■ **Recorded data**
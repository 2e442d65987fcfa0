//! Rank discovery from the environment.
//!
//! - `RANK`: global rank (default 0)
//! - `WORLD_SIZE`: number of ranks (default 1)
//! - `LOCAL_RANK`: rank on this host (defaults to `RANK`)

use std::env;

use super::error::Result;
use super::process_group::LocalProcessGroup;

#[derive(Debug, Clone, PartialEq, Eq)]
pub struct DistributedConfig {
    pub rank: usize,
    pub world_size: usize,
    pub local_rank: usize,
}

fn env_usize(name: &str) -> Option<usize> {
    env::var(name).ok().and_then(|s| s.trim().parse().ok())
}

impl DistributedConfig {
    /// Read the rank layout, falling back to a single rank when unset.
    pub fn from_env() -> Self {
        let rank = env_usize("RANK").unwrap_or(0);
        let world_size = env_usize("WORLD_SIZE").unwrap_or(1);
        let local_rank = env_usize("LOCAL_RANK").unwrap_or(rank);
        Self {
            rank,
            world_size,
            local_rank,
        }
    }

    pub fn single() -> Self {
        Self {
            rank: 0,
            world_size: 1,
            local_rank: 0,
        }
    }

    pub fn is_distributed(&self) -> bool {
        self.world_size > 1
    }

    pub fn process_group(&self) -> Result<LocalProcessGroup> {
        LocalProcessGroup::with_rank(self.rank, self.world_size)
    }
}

---

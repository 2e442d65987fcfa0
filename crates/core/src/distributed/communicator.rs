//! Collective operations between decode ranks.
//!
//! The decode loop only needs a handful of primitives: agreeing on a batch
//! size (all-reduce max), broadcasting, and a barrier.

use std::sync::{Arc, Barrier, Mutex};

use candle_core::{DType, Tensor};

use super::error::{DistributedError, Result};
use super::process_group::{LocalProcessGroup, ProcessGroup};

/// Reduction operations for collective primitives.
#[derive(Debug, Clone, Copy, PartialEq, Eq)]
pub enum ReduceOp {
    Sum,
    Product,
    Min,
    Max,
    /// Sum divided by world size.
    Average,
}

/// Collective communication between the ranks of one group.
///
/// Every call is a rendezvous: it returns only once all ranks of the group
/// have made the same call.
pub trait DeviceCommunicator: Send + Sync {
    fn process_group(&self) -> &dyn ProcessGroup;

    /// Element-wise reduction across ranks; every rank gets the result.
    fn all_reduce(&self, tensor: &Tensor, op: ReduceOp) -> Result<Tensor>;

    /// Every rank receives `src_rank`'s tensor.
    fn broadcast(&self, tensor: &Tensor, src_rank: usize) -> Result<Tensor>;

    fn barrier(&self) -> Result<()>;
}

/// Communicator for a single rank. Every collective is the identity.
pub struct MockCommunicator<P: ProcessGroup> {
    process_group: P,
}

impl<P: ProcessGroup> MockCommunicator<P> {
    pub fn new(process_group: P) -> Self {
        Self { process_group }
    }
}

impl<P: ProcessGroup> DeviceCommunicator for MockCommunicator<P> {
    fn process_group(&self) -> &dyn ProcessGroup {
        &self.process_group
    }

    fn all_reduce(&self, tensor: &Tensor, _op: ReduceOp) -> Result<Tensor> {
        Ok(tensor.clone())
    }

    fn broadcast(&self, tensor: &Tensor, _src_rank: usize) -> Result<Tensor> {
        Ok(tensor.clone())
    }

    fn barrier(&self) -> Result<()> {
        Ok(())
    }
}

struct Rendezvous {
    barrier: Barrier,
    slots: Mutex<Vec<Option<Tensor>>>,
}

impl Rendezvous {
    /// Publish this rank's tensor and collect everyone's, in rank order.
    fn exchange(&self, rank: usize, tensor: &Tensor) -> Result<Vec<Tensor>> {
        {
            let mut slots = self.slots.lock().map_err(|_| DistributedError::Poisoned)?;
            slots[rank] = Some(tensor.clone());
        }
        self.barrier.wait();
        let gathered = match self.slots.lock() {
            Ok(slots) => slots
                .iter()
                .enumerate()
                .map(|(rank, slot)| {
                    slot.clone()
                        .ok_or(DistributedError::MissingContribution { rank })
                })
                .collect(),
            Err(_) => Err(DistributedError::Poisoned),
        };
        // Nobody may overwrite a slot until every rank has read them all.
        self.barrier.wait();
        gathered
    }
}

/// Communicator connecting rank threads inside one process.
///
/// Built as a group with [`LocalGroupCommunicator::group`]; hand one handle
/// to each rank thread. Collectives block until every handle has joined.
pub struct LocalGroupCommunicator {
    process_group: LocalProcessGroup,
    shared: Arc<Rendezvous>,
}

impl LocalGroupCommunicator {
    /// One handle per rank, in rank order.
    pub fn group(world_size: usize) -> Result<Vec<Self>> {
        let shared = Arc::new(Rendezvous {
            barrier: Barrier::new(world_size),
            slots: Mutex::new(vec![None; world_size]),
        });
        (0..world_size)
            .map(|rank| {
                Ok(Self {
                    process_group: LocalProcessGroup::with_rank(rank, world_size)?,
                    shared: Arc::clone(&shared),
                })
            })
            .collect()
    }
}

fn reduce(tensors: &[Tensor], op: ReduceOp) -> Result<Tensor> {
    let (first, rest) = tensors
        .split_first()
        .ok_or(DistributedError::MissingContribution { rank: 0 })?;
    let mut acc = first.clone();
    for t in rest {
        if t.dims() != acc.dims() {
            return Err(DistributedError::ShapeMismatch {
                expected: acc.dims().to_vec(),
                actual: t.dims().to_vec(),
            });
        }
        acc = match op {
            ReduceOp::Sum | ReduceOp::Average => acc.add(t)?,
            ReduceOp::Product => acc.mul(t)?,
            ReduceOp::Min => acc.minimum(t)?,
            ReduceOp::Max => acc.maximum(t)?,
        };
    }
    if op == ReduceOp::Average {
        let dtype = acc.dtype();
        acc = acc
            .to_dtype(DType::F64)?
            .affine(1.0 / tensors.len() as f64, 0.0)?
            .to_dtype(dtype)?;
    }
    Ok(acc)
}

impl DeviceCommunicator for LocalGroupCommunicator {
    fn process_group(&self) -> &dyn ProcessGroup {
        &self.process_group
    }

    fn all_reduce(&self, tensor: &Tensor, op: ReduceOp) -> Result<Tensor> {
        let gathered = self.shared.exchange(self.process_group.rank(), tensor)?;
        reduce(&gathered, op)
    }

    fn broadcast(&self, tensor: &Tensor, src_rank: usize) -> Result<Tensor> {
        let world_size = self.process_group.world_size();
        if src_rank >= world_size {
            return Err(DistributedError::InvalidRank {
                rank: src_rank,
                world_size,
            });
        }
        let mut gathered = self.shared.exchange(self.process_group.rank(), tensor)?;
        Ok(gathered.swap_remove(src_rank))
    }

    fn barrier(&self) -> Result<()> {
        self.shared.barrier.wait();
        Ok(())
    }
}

---

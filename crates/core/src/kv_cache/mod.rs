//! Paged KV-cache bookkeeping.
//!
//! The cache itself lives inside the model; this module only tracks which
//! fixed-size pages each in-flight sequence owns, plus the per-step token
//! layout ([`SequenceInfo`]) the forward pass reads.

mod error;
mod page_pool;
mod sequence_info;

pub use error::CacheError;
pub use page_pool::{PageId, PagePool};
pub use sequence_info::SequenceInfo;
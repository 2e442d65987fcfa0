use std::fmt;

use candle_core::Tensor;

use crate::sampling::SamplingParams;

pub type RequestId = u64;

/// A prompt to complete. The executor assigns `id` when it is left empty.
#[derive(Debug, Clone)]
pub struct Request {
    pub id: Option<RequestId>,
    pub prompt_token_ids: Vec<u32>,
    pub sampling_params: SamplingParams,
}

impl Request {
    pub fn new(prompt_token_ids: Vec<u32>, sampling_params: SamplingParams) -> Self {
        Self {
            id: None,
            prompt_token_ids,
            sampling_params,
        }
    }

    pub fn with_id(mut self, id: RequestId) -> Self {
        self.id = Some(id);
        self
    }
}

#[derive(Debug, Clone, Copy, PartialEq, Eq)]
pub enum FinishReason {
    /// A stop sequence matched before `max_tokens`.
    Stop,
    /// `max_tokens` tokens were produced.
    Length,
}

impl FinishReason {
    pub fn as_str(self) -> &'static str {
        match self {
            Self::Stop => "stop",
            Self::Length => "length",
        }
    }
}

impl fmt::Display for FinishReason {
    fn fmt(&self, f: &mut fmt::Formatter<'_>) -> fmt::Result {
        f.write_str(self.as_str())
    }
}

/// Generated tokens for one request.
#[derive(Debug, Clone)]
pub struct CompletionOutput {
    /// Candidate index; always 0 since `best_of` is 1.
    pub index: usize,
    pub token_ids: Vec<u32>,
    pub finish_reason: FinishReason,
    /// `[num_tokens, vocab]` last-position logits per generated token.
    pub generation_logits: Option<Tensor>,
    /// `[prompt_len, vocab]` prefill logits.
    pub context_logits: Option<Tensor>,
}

■ **WHAT TO WORK ON**
Every line above in which the word "MissingContribution" occurs is to be copied.

■ **RESULT OF THIS EXERCISE**
                        .ok_or(DistributedError::MissingContribution { rank })
        .ok_or(DistributedError::MissingContribution { rank: 0 })?;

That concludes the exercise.